Yesterday, LaDonna Greiner finally visited ABC Books to sign copies of her book I’m Here For A Purpose; as I mentioned in that book report, I had already purchased two signed copies of the book at two other book signings. But as I’d recommended she have a book signing at ABC Books as well, of course I made a point to stop by and get another copy after wracking my brain to figure out to whom to give the book. I settled on my grandmother and aunt in Wisconsin and headed up to ABC Books. Mrs. Greiner made sure to give me one of the new printings of the book where she corrected a typo that I pointed out after reading the book.

I picked up a couple other things as well.

I also got:

  • Yogi: It Ain’t Over…. by Yogi Berra with Tom Horton, one of his autobiographical books.
  • Letters from a Stoic by Seneca. It’s a Penguin Classics edition formerly used as someone’s textbook complete with highlighting, probably in the spring semester since one does not see the classics in used book stores at all–they must not last long at all. But I have one now.
  • The Ultimate Guide to Home Butchering by Monte Burch, a new book I bought just in case I’m called upon to butcher animals–you know, after. Pretty sure it does not have cats, though.
  • Ozark Voices: Oral Histories from the Heartland by Alex Sandy Primm. I missed his book signing, and when I asked Mrs.

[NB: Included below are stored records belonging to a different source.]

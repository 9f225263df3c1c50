//! Rotated square regions of an image and bilinear resampling into model input.
//!
//! A [`Roi`] is the one geometric primitive of the pipeline: the letterboxed
//! palm detector input is an axis-aligned ROI enclosing the whole image, and
//! the landmark model input is a rotated ROI around the selected palm.
//! Crop-space points map back to image pixels through [`Roi::to_image`].

use std::f32::consts::{FRAC_PI_2, PI};

use image::RgbImage;

use crate::palm::PalmDetection;

/// Enlargement of the palm box when deriving the hand ROI.
const HAND_ROI_SCALE: f32 = 2.6;
/// Shift of the hand ROI along its own vertical axis, in box heights.
const HAND_ROI_SHIFT_Y: f32 = -0.5;

const WRIST_KEYPOINT: usize = 0;
const MIDDLE_MCP_KEYPOINT: usize = 2;

/// A square region of an image, in pixel coordinates, rotated by `rotation`
/// radians (clockwise in image space) around its center.
#[derive(Debug, Clone, Copy, PartialEq)]
pub struct Roi {
    pub x_center: f32,
    pub y_center: f32,
    pub size: f32,
    pub rotation: f32,
}

impl Roi {
    /// Axis-aligned square centered on the image and covering all of it. The
    /// shorter dimension ends up padded on both sides.
    pub fn enclosing(width: u32, height: u32) -> Self {
        Self {
            x_center: width as f32 / 2.0,
            y_center: height as f32 / 2.0,
            size: width.max(height) as f32,
            rotation: 0.0,
        }
    }

    /// Hand region derived from a palm detection in image pixels.
    ///
    /// The rotation aligns the wrist to middle-finger-MCP direction with the
    /// crop's upward axis.
    pub fn from_palm(palm: &PalmDetection) -> Self {
        let [x0, y0] = palm.keypoints[WRIST_KEYPOINT];
        let [x2, y2] = palm.keypoints[MIDDLE_MCP_KEYPOINT];
        let rotation = normalize_radians(FRAC_PI_2 - (-(y2 - y0)).atan2(x2 - x0));

        let (sin, cos) = rotation.sin_cos();
        let shift = palm.height * HAND_ROI_SHIFT_Y;
        Self {
            x_center: palm.x_center - shift * sin,
            y_center: palm.y_center + shift * cos,
            size: palm.width.max(palm.height) * HAND_ROI_SCALE,
            rotation,
        }
    }

    /// Map a crop-normalized point (`[0, 1]` across the ROI) to image pixels.
    pub fn to_image(&self, u: f32, v: f32) -> [f32; 2] {
        let lx = (u - 0.5) * self.size;
        let ly = (v - 0.5) * self.size;
        let (sin, cos) = self.rotation.sin_cos();
        [
            self.x_center + lx * cos - ly * sin,
            self.y_center + lx * sin + ly * cos,
        ]
    }

    /// Resample the ROI into an `out_size`×`out_size` RGB tensor, row-major
    /// HWC, channels scaled to `[0, 1]`. Points outside the image are black.
    pub fn sample(&self, image: &RgbImage, out_size: usize) -> Vec<f32> {
        let mut data = Vec::with_capacity(out_size * out_size * 3);
        let step = 1.0 / out_size as f32;
        for row in 0..out_size {
            let v = (row as f32 + 0.5) * step;
            for col in 0..out_size {
                let u = (col as f32 + 0.5) * step;
                let [x, y] = self.to_image(u, v);
                data.extend_from_slice(&bilinear(image, x - 0.5, y - 0.5));
            }
        }
        data
    }
}

/// Wrap an angle into `[-π, π)`.
fn normalize_radians(angle: f32) -> f32 {
    angle - 2.0 * PI * ((angle + PI) / (2.0 * PI)).floor()
}

/// Bilinear sample at continuous pixel-index coordinates, zero outside.
fn bilinear(image: &RgbImage, x: f32, y: f32) -> [f32; 3] {
    let x0 = x.floor();
    let y0 = y.floor();
    let fx = x - x0;
    let fy = y - y0;

    let mut out = [0.0f32; 3];
    for (dy, wy) in [(0, 1.0 - fy), (1, fy)] {
        for (dx, wx) in [(0, 1.0 - fx), (1, fx)] {
            let weight = wx * wy;
            if weight == 0.0 {
                continue;
            }
            if let Some(px) = pixel(image, x0 as i64 + dx, y0 as i64 + dy) {
                for (o, &c) in out.iter_mut().zip(&px.0) {
                    *o += weight * c as f32 / 255.0;
                }
            }
        }
    }
    out
}

fn pixel(image: &RgbImage, x: i64, y: i64) -> Option<&image::Rgb<u8>> {
    if x < 0 || y < 0 || x >= image.width() as i64 || y >= image.height() as i64 {
        return None;
    }
    Some(image.get_pixel(x as u32, y as u32))
}

/// Reorder an HWC tensor into CHW.
#[cfg_attr(not(feature = "onnx"), allow(dead_code))]
pub(crate) fn hwc_to_chw(hwc: &[f32], size: usize) -> Vec<f32> {
    let plane = size * size;
    let mut chw = vec![0.0f32; hwc.len()];
    for (i, px) in hwc.chunks_exact(3).enumerate() {
        for (c, &value) in px.iter().enumerate() {
            chw[c * plane + i] = value;
        }
    }
    chw
}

E. about a copy of the book without knowing the exact name or the author’s name, she eventually guessed what I meant by my vocal charades game and told me she was out of stock, but the author was going to bring more. ABC Books had plenty in stock, so I grabbed one. I was surprised to see when the proprietrix was checking me out that it was $30 and not the $12 or $15 local author books tend to sell for. So I hope I like it when I get around to it. Although I do tend to like local histories, and this looks to be a more serious study than some self-published works I’ve seen.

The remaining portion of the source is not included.